__Assigned task__:
For the data below, please report each line where the word "SubscriptionRegistry" is found.

__Data__:
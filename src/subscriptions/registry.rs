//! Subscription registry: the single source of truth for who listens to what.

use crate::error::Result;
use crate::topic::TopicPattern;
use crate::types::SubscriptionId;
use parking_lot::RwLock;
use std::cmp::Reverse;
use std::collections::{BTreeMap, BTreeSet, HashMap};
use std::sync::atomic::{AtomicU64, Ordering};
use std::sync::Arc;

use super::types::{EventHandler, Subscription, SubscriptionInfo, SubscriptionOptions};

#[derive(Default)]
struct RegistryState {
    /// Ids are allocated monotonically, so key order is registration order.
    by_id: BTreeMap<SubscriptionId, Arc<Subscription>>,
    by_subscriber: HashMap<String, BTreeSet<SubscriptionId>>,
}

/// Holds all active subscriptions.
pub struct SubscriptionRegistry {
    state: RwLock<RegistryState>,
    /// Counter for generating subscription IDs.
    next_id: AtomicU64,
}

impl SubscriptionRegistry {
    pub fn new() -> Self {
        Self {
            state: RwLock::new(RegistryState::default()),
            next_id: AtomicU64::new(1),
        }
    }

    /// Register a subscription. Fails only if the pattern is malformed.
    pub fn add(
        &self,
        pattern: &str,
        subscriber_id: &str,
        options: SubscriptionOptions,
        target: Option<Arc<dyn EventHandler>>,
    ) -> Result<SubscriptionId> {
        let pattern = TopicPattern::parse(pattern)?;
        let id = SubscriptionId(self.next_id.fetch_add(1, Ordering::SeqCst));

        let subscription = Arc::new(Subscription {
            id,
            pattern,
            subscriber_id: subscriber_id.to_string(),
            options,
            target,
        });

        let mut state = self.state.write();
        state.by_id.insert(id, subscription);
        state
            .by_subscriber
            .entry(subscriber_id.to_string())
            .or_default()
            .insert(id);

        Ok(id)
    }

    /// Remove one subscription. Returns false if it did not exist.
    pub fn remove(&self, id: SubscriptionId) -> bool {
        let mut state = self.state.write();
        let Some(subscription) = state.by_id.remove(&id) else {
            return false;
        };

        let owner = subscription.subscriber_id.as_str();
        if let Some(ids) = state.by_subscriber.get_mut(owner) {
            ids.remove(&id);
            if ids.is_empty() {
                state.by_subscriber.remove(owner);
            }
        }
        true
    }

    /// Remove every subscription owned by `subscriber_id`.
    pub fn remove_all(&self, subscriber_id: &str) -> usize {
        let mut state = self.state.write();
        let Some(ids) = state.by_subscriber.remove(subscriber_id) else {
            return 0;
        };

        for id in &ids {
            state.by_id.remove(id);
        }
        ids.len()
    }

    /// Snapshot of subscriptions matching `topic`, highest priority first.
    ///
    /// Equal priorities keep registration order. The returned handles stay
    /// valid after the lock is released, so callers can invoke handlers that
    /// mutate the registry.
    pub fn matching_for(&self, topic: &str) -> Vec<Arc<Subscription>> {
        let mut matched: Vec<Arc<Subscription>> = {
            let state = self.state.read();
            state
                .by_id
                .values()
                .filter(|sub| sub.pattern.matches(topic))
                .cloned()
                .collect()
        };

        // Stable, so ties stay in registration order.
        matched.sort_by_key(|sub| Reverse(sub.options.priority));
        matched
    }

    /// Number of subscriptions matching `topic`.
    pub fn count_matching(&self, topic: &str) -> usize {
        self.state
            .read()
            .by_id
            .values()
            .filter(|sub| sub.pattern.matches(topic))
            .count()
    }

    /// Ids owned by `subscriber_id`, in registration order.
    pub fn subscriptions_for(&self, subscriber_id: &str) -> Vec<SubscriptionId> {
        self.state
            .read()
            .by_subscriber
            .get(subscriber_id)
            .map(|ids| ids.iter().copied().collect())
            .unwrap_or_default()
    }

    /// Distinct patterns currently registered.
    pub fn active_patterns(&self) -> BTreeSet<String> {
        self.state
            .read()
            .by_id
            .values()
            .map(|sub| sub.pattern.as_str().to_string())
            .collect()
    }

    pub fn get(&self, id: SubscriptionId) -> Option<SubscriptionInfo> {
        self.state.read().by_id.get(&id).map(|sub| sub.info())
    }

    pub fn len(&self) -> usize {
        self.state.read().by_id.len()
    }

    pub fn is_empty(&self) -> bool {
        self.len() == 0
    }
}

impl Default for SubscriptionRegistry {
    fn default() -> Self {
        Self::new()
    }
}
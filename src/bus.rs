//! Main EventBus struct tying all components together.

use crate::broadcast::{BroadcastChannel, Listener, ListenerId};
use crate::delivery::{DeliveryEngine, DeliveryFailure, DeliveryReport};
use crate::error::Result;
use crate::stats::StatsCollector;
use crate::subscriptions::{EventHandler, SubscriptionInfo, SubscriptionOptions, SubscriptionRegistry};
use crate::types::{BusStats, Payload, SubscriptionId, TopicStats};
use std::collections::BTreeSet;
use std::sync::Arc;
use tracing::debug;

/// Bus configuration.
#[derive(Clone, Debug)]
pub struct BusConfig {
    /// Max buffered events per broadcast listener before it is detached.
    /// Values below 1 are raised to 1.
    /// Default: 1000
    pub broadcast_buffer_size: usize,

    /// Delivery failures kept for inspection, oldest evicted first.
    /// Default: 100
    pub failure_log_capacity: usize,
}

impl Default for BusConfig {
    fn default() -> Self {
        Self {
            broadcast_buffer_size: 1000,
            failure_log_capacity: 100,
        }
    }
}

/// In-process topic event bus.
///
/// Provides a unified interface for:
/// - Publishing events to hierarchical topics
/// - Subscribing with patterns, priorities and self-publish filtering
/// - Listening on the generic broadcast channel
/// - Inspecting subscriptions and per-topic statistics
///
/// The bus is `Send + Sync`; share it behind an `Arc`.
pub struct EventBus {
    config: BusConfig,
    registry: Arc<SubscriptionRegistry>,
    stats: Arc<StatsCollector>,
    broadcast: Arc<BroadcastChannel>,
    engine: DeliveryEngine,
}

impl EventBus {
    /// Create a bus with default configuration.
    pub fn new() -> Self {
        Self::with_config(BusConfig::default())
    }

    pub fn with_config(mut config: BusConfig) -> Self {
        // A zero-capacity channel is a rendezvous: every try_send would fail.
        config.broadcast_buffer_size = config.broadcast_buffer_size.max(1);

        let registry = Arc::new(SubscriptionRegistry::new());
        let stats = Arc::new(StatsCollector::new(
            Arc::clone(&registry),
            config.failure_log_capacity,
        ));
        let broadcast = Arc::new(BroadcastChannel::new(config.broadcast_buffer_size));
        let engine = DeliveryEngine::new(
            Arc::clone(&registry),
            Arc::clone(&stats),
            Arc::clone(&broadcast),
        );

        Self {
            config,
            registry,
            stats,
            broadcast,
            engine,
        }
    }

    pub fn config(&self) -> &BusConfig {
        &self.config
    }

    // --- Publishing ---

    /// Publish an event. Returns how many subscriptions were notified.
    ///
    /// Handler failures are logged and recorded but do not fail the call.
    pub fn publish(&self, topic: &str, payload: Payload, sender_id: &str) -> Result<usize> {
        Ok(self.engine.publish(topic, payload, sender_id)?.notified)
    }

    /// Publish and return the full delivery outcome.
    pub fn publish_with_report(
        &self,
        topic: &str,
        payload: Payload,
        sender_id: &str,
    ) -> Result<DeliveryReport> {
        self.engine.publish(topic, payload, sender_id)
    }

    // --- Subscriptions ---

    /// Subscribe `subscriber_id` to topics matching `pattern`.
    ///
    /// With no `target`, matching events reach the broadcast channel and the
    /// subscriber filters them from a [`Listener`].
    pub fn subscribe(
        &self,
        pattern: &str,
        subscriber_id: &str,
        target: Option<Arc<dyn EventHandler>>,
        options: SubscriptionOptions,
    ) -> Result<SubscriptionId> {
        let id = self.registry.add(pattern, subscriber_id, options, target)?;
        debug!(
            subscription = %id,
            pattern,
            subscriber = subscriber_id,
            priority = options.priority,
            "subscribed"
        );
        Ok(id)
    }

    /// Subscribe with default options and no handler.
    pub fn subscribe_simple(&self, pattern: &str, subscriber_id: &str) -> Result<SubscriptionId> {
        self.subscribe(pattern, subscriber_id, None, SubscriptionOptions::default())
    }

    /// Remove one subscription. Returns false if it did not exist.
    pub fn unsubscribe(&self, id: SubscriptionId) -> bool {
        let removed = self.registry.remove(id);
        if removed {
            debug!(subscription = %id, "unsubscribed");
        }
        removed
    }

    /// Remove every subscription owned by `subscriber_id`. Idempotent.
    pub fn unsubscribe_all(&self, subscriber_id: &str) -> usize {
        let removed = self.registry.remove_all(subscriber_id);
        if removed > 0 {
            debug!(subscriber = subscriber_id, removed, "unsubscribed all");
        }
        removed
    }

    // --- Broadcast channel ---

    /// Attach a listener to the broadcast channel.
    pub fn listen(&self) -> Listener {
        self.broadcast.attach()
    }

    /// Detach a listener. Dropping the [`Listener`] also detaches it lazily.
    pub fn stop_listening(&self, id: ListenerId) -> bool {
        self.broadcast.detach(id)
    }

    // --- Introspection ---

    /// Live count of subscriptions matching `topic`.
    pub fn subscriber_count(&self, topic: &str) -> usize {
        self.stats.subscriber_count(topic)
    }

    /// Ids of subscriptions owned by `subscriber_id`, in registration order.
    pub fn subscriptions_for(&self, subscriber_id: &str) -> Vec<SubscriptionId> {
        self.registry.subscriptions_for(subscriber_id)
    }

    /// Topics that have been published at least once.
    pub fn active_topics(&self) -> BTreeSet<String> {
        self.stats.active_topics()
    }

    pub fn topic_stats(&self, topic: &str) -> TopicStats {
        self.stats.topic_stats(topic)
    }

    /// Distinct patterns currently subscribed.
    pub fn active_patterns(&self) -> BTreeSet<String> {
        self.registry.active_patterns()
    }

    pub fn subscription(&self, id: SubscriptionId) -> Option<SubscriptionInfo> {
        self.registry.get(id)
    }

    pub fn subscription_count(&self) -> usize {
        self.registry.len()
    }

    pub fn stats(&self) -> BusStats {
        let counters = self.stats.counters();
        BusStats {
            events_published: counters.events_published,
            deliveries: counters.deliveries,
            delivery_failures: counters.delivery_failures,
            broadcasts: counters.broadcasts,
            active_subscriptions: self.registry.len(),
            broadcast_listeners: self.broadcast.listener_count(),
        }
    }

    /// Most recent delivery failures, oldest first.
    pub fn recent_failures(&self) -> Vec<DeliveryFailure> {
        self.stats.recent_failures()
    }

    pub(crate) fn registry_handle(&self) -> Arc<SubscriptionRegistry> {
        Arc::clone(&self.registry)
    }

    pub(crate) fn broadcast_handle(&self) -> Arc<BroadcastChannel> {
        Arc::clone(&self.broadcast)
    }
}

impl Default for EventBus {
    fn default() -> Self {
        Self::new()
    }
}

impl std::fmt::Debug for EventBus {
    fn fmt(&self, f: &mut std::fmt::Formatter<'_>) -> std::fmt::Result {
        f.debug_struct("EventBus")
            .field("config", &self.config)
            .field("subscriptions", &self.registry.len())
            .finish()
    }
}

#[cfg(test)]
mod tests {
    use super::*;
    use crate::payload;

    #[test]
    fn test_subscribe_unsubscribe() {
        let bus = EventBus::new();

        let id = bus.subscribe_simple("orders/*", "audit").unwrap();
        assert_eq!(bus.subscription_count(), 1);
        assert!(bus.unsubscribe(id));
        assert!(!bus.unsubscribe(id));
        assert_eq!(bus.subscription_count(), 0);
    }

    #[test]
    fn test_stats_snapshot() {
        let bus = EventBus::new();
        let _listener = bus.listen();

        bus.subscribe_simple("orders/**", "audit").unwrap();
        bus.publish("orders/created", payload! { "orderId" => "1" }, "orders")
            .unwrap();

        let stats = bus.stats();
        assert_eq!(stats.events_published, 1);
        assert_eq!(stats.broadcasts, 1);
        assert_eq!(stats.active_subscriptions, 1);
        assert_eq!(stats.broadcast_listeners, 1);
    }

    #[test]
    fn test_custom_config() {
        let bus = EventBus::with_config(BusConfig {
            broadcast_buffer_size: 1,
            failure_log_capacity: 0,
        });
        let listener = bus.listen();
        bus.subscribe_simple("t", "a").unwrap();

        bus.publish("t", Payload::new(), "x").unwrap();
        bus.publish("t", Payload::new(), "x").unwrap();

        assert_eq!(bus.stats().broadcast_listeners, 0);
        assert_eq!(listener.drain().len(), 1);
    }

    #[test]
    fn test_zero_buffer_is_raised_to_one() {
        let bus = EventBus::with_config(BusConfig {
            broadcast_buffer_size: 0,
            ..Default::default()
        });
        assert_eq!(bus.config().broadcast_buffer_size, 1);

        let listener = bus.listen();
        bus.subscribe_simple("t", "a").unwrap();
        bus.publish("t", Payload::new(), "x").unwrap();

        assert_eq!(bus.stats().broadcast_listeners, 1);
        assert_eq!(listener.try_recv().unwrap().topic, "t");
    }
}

__Completed task__:
pub struct SubscriptionRegistry {
impl SubscriptionRegistry {
impl Default for SubscriptionRegistry {
use crate::subscriptions::{EventHandler, SubscriptionInfo, SubscriptionOptions, SubscriptionRegistry};
    registry: Arc<SubscriptionRegistry>,
        let registry = Arc::new(SubscriptionRegistry::new());
    pub(crate) fn registry_handle(&self) -> Arc<SubscriptionRegistry> {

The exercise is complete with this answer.